### EXERCISE BRIEF
Reply with one number only: the count of lines below that contain the word "ErrorMessage".

──────── INFORMATION GIVEN

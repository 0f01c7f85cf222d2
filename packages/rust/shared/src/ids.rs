//! Topic identity utilities.
//!
//! Topic ids are canonical 36-character GUID strings. Topic types are a
//! closed classification with three interchangeable representations: the
//! [`TopicType`] enum, the authored document's root tag, and a fixed GUID.
//! The lookups here are total: unknown input maps to [`TopicType::None`] or
//! an empty string, never to an error.

use std::collections::HashMap;
use std::sync::LazyLock;

use regex::Regex;
use serde::{Deserialize, Serialize};
use sha2::{Digest, Sha256};
use uuid::{Builder, Uuid};

/// Canonical GUID form (hex groups 8-4-4-4-12).
static GUID_RE: LazyLock<Regex> = LazyLock::new(|| {
    Regex::new(
        r"^[0-9a-fA-F]{8}-[0-9a-fA-F]{4}-[0-9a-fA-F]{4}-[0-9a-fA-F]{4}-[0-9a-fA-F]{12}$",
    )
    .expect("GUID regex")
});

/// Returns `true` iff `id` is exactly 36 characters in canonical GUID form.
pub fn is_valid_id(id: &str) -> bool {
    id.len() == 36 && GUID_RE.is_match(id)
}

/// Generate a fresh, time-sortable GUID string.
pub fn new_id() -> String {
    Uuid::now_v7().to_string()
}

/// Derive a stable GUID from an arbitrary seed (e.g. a document path).
///
/// The same seed always yields the same id, so topics that carry no id of
/// their own keep their identity across builds.
pub fn derive_topic_id(seed: &str) -> String {
    let digest = Sha256::digest(seed.as_bytes());
    let mut bytes = [0u8; 16];
    bytes.copy_from_slice(&digest[..16]);
    Builder::from_random_bytes(bytes).into_uuid().to_string()
}

// ---------------------------------------------------------------------------
// TopicType
// ---------------------------------------------------------------------------

/// The fixed classification of conceptual topics.
#[derive(Debug, Clone, Copy, PartialEq, Eq, Hash, Default, Serialize, Deserialize)]
pub enum TopicType {
    #[default]
    None,
    // Concepts
    Conceptual,
    SdkTechOverviewArchitecture,
    SdkTechOverviewCodeDirectory,
    SdkTechOverviewScenarios,
    SdkTechOverviewTechSummary,
    // Tasks
    HowTo,
    Walkthrough,
    Sample,
    Troubleshooting,
    // Reference
    ReferenceWithoutSyntax,
    ReferenceWithSyntax,
    XmlReference,
    ErrorMessage,
    UiReference,
    // Other resources
    Orientation,
    WhitePaper,
    CodeEntity,
    Glossary,
    SdkTechOverviewOrientation,
}

/// One row of the topic-type table: (type, document tag, type GUID, name).
type TopicTypeRow = (TopicType, &'static str, &'static str, &'static str);

const TOPIC_TYPES: [TopicTypeRow; 19] = [
    (TopicType::Conceptual, "developerConceptualDocument", "1FE70836-AA7D-4515-B54B-E10C4B516E50", "Conceptual"),
    (TopicType::SdkTechOverviewArchitecture, "developerSDKTechnologyOverviewArchitectureDocument", "68F07632-C4C5-4645-8DFA-AC87DCB4BD54", "SDKTechOverviewArchitecture"),
    (TopicType::SdkTechOverviewCodeDirectory, "developerSDKTechnologyOverviewCodeDirectoryDocument", "4BBAAF90-0E5F-4C86-9D31-A5CAEE35A416", "SDKTechOverviewCodeDirectory"),
    (TopicType::SdkTechOverviewScenarios, "developerSDKTechnologyOverviewScenariosDocument", "356C57C4-384D-4AF2-A637-FDD6F088A033", "SDKTechOverviewScenarios"),
    (TopicType::SdkTechOverviewTechSummary, "developerSDKTechnologyOverviewTechnologySummaryDocument", "19F1BB0E-F32A-4D5F-80A9-211D92A8A715", "SDKTechOverviewTechSummary"),
    (TopicType::HowTo, "developerHowToDocument", "DAC3A6A0-C863-4E5B-8F65-79EFC6A4BA09", "HowTo"),
    (TopicType::Walkthrough, "developerWalkthroughDocument", "4779DD54-5D0C-4CC3-9DB3-BF1C90B721B3", "Walkthrough"),
    (TopicType::Sample, "developerSampleDocument", "069EFD88-412D-4E2F-8848-2D5C3AD56BDE", "Sample"),
    (TopicType::Troubleshooting, "developerTroubleshootingDocument", "38C8E0D1-D601-4DBA-AE1B-5BEC16CD9B01", "Troubleshooting"),
    (TopicType::ReferenceWithoutSyntax, "developerReferenceWithoutSyntaxDocument", "F9205737-4DEC-4A58-AA69-0E621B1236BD", "ReferenceWithoutSyntax"),
    (TopicType::ReferenceWithSyntax, "developerReferenceWithSyntaxDocument", "95DADC4C-A2A6-447A-AA36-B6BE3A4F8DEC", "ReferenceWithSyntax"),
    (TopicType::XmlReference, "developerXmlReference", "3272D745-2FFC-48C4-9E9D-CF2B2B784D5F", "XmlReference"),
    (TopicType::ErrorMessage, "developerErrorMessageDocument", "A635375F-98C2-4241-94E7-E427B47C20B6", "ErrorMessage"),
    (TopicType::UiReference, "developerUIReferenceDocument", "B8ED9F21-39A4-4967-928D-160CD2ED9DCE", "UIReference"),
    (TopicType::Orientation, "developerOrientationDocument", "B137C930-7BF7-48A2-A329-3ADCAEF8868E", "Orientation"),
    (TopicType::WhitePaper, "developerWhitePaperDocument", "56DB00EC-28BA-4C0D-8694-28E8B244E236", "WhitePaper"),
    (TopicType::CodeEntity, "codeEntityDocument", "4A273212-0AC8-4D72-8349-EC11CD2FF8CD", "CodeEntity"),
    (TopicType::Glossary, "developerGlossaryDocument", "A689E19C-2687-4881-8CE1-652FF60CF46C", "Glossary"),
    (TopicType::SdkTechOverviewOrientation, "developerSDKTechnologyOverviewOrientationDocument", "CDB8C120-888F-447B-8AF8-F9540562E7CA", "SDKTechOverviewOrientation"),
];

/// Document root tag → topic type (tags are case-sensitive).
static BY_TAG: LazyLock<HashMap<&'static str, TopicType>> = LazyLock::new(|| {
    TOPIC_TYPES
        .iter()
        .map(|(ty, tag, _, _)| (*tag, *ty))
        .collect()
});

/// Upper-cased type GUID → topic type.
static BY_GUID: LazyLock<HashMap<&'static str, TopicType>> = LazyLock::new(|| {
    TOPIC_TYPES
        .iter()
        .map(|(ty, _, guid, _)| (*guid, *ty))
        .collect()
});

impl TopicType {
    /// All classified topic types in table order (excludes `None`).
    pub fn all() -> impl Iterator<Item = TopicType> {
        TOPIC_TYPES.iter().map(|(ty, _, _, _)| *ty)
    }

    fn row(self) -> Option<&'static TopicTypeRow> {
        TOPIC_TYPES.iter().find(|(ty, _, _, _)| *ty == self)
    }

    /// Map a document root tag to its topic type.
    pub fn from_document_tag(tag: &str) -> TopicType {
        BY_TAG.get(tag).copied().unwrap_or(TopicType::None)
    }

    /// Map a topic-type GUID (any letter case) to its topic type.
    pub fn from_topic_type_id(id: &str) -> TopicType {
        if id.len() != 36 {
            return TopicType::None;
        }
        BY_GUID
            .get(id.to_ascii_uppercase().as_str())
            .copied()
            .unwrap_or(TopicType::None)
    }

    /// The type GUID, or an empty string for `None`.
    pub fn topic_type_id(self) -> &'static str {
        self.row().map(|(_, _, guid, _)| *guid).unwrap_or("")
    }

    /// The authored document root tag, or an empty string for `None`.
    pub fn document_tag(self) -> &'static str {
        self.row().map(|(_, tag, _, _)| *tag).unwrap_or("")
    }

    /// Short display name (e.g. `HowTo`), or `None` for the unclassified value.
    pub fn name(self) -> &'static str {
        self.row().map(|(_, _, _, name)| *name).unwrap_or("None")
    }

    /// Schema name used by build manifests (`HowTo` → `DevHowTo`), or an
    /// empty string for `None`.
    pub fn schema_id(self) -> String {
        if self.is_none() {
            return String::new();
        }
        let name: String = self.name().chars().filter(|c| c.is_ascii_alphanumeric()).collect();
        format!("Dev{name}")
    }

    pub fn is_none(self) -> bool {
        self == TopicType::None
    }
}

impl std::fmt::Display for TopicType {
    fn fmt(&self, f: &mut std::fmt::Formatter<'_>) -> std::fmt::Result {
        f.write_str(self.name())
    }
}

/// Returns `true` if `tag` is one of the known document root tags.
pub fn is_valid_document_tag(tag: &str) -> bool {
    BY_TAG.contains_key(tag)
}

/// Returns `true` if `id` is one of the known topic-type GUIDs.
pub fn is_valid_topic_type_id(id: &str) -> bool {
    !TopicType::from_topic_type_id(id).is_none()
}

/// Map a document root tag straight to its type GUID (empty if unknown).
pub fn to_topic_type_id(tag: &str) -> &'static str {
    TopicType::from_document_tag(tag).topic_type_id()
}

#[cfg(test)]
mod tests {
    use super::*;

    #[test]
    fn valid_ids() {
        assert!(is_valid_id("1fe70836-aa7d-4515-b54b-e10c4b516e50"));
        assert!(is_valid_id("1FE70836-AA7D-4515-B54B-E10C4B516E50"));
        assert!(is_valid_id(&new_id()));
    }

    #[test]
    fn malformed_ids() {
        // wrong length
        assert!(!is_valid_id(""));
        assert!(!is_valid_id("1fe70836-aa7d-4515-b54b-e10c4b516e5"));
        assert!(!is_valid_id("1fe70836-aa7d-4515-b54b-e10c4b516e500"));
        // braces are not part of the canonical form
        assert!(!is_valid_id("{1fe70836-aa7d-4515-b54b-e10c4b516e5}"));
        // dashes in the wrong place
        assert!(!is_valid_id("1fe7083-6aa7d-4515-b54b-e10c4b516e50"));
        assert!(!is_valid_id("1fe70836aaa7d-4515-b54b-e10c4b516e50"));
        // non-hex characters
        assert!(!is_valid_id("1fe70836-aa7d-4515-b54b-e10c4b516g50"));
        assert!(!is_valid_id("zzzzzzzz-zzzz-zzzz-zzzz-zzzzzzzzzzzz"));
    }

    #[test]
    fn derived_ids_are_stable_and_valid() {
        let a = derive_topic_id("docs/intro.xml");
        let b = derive_topic_id("docs/intro.xml");
        let c = derive_topic_id("docs/other.xml");
        assert_eq!(a, b);
        assert_ne!(a, c);
        assert!(is_valid_id(&a));
    }

    #[test]
    fn topic_type_mappings_are_bidirectional() {
        for ty in TopicType::all() {
            assert_eq!(TopicType::from_document_tag(ty.document_tag()), ty);
            assert_eq!(TopicType::from_topic_type_id(ty.topic_type_id()), ty);
            assert!(is_valid_document_tag(ty.document_tag()));
            assert!(is_valid_topic_type_id(ty.topic_type_id()));
        }
        assert_eq!(TopicType::all().count(), 19);
    }

    #[test]
    fn schema_ids_prefix_the_type_name() {
        assert_eq!(TopicType::HowTo.schema_id(), "DevHowTo");
        assert_eq!(TopicType::Conceptual.schema_id(), "DevConceptual");
        assert_eq!(TopicType::None.schema_id(), "");
    }

    #[test]
    fn topic_type_guid_lookup_ignores_case() {
        assert_eq!(
            TopicType::from_topic_type_id("dac3a6a0-c863-4e5b-8f65-79efc6a4ba09"),
            TopicType::HowTo
        );
    }

    #[test]
    fn unknown_inputs_map_to_none() {
        assert_eq!(TopicType::from_document_tag("html"), TopicType::None);
        assert_eq!(TopicType::from_document_tag(""), TopicType::None);
        assert_eq!(TopicType::from_topic_type_id("not-a-guid"), TopicType::None);
        assert_eq!(
            TopicType::from_topic_type_id("00000000-0000-0000-0000-000000000000"),
            TopicType::None
        );
        assert_eq!(to_topic_type_id("unknownDocument"), "");
        assert_eq!(TopicType::None.topic_type_id(), "");
        assert!(!is_valid_document_tag("developerconceptualdocument"));
    }

    #[test]
    fn tag_to_guid() {
        assert_eq!(
            to_topic_type_id("developerGlossaryDocument"),
            "A689E19C-2687-4881-8CE1-652FF60CF46C"
        );
        assert_eq!(TopicType::Glossary.to_string(), "Glossary");
    }
}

────────────────

### EXERCISE ANSWER
2